- _The input_:
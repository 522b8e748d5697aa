//! mix-samples library
//!
//! Small, deterministic programs used as targets for debugger tooling.
//!
//! Each sample derives one integer from its argument count, prints a single
//! `"<message> <value>"` line when it has a program name, and exits with
//! status 1 only when the derived value is zero:
//! - `sample_basic`: `total = argc + 2`, greeting `hello`
//! - `sample_branch`: `argc + 7` for odd counts, `argc - 3` for even ones,
//!   labelled `branch-taken` when the result exceeds 3
//!
//! # Example
//!
//! ```
//! use mix_samples::cli::args::Invocation;
//! use mix_samples::engine::runner::run_sample;
//! use mix_samples::samples::branch::Branch;
//!
//! let invocation = Invocation::synthetic(4, Some("sample_branch"));
//! let mut out = Vec::new();
//! let report = run_sample(&Branch, &invocation, &mut out);
//! assert_eq!(out, b"branch-not-taken 1\n");
//! assert_eq!(report.status, 0);
//! ```

pub mod cli;
pub mod config;
pub mod engine;
pub mod samples;
pub mod version;

use std::fmt;

pub use config::RunConfig;
pub use engine::runner::{main_for, run_sample, RunReport};
pub use samples::Sample;

/// Exit status for a normal run
pub const STATUS_OK: u8 = 0;

/// Exit status reserved for a computed value of exactly zero
pub const STATUS_ZERO: u8 = 1;

/// Result of evaluating a sample for one argument count.
#[derive(Debug, Clone, Copy, PartialEq, Eq)]
pub struct Outcome {
    /// Fixed label printed before the value
    pub message: &'static str,
    /// Value derived from the argument count
    pub value: i32,
}

impl Outcome {
    pub fn new(message: &'static str, value: i32) -> Self {
        Outcome { message, value }
    }

    /// Exit status for this outcome.
    ///
    /// Depends only on the value, never on whether anything was printed.
    pub fn status(&self) -> u8 {
        if self.value == 0 {
            STATUS_ZERO
        } else {
            STATUS_OK
        }
    }
}

impl fmt::Display for Outcome {
    fn fmt(&self, f: &mut fmt::Formatter<'_>) -> fmt::Result {
        write!(f, "{} {}", self.message, self.value)
    }
}

/// Error types for mix-samples operations.
#[derive(Debug, Clone, PartialEq, Eq)]
pub enum SampleError {
    /// Writing the result line failed
    Output {
        sample: &'static str,
        message: String,
    },
    /// Logger could not be installed
    Logging {
        message: String,
    },
}

impl fmt::Display for SampleError {
    fn fmt(&self, f: &mut fmt::Formatter<'_>) -> fmt::Result {
        match self {
            SampleError::Output { sample, message } => {
                write!(f, "Failed to write output for {}: {}", sample, message)
            }
            SampleError::Logging { message } => {
                write!(f, "Failed to initialize logging: {}", message)
            }
        }
    }
}

impl std::error::Error for SampleError {}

- _Your goal_:
Please transcribe the material above precisely as it stands.

- _Solved exercise_:
repository 522b8e748d5697aa
//! mix-samples library
//!
//! Small, deterministic programs used as targets for debugger tooling.
//!
//! Each sample derives one integer from its argument count, prints a single
//! `"<message> <value>"` line when it has a program name, and exits with
//! status 1 only when the derived value is zero:
//! - `sample_basic`: `total = argc + 2`, greeting `hello`
//! - `sample_branch`: `argc + 7` for odd counts, `argc - 3` for even ones,
//!   labelled `branch-taken` when the result exceeds 3
//!
//! # Example
//!
//! ```
//! use mix_samples::cli::args::Invocation;
//! use mix_samples::engine::runner::run_sample;
//! use mix_samples::samples::branch::Branch;
//!
//! let invocation = Invocation::synthetic(4, Some("sample_branch"));
//! let mut out = Vec::new();
//! let report = run_sample(&Branch, &invocation, &mut out);
//! assert_eq!(out, b"branch-not-taken 1\n");
//! assert_eq!(report.status, 0);
//! ```

pub mod cli;
pub mod config;
pub mod engine;
pub mod samples;
pub mod version;

use std::fmt;

pub use config::RunConfig;
pub use engine::runner::{main_for, run_sample, RunReport};
pub use samples::Sample;

/// Exit status for a normal run
pub const STATUS_OK: u8 = 0;

/// Exit status reserved for a computed value of exactly zero
pub const STATUS_ZERO: u8 = 1;

/// Result of evaluating a sample for one argument count.
#[derive(Debug, Clone, Copy, PartialEq, Eq)]
pub struct Outcome {
    /// Fixed label printed before the value
    pub message: &'static str,
    /// Value derived from the argument count
    pub value: i32,
}

impl Outcome {
    pub fn new(message: &'static str, value: i32) -> Self {
        Outcome { message, value }
    }

    /// Exit status for this outcome.
    ///
    /// Depends only on the value, never on whether anything was printed.
    pub fn status(&self) -> u8 {
        if self.value == 0 {
            STATUS_ZERO
        } else {
            STATUS_OK
        }
    }
}

impl fmt::Display for Outcome {
    fn fmt(&self, f: &mut fmt::Formatter<'_>) -> fmt::Result {
        write!(f, "{} {}", self.message, self.value)
    }
}

/// Error types for mix-samples operations.
#[derive(Debug, Clone, PartialEq, Eq)]
pub enum SampleError {
    /// Writing the result line failed
    Output {
        sample: &'static str,
        message: String,
    },
    /// Logger could not be installed
    Logging {
        message: String,
    },
}

impl fmt::Display for SampleError {
    fn fmt(&self, f: &mut fmt::Formatter<'_>) -> fmt::Result {
        match self {
            SampleError::Output { sample, message } => {
                write!(f, "Failed to write output for {}: {}", sample, message)
            }
            SampleError::Logging { message } => {
                write!(f, "Failed to initialize logging: {}", message)
            }
        }
    }
}

impl std::error::Error for SampleError {}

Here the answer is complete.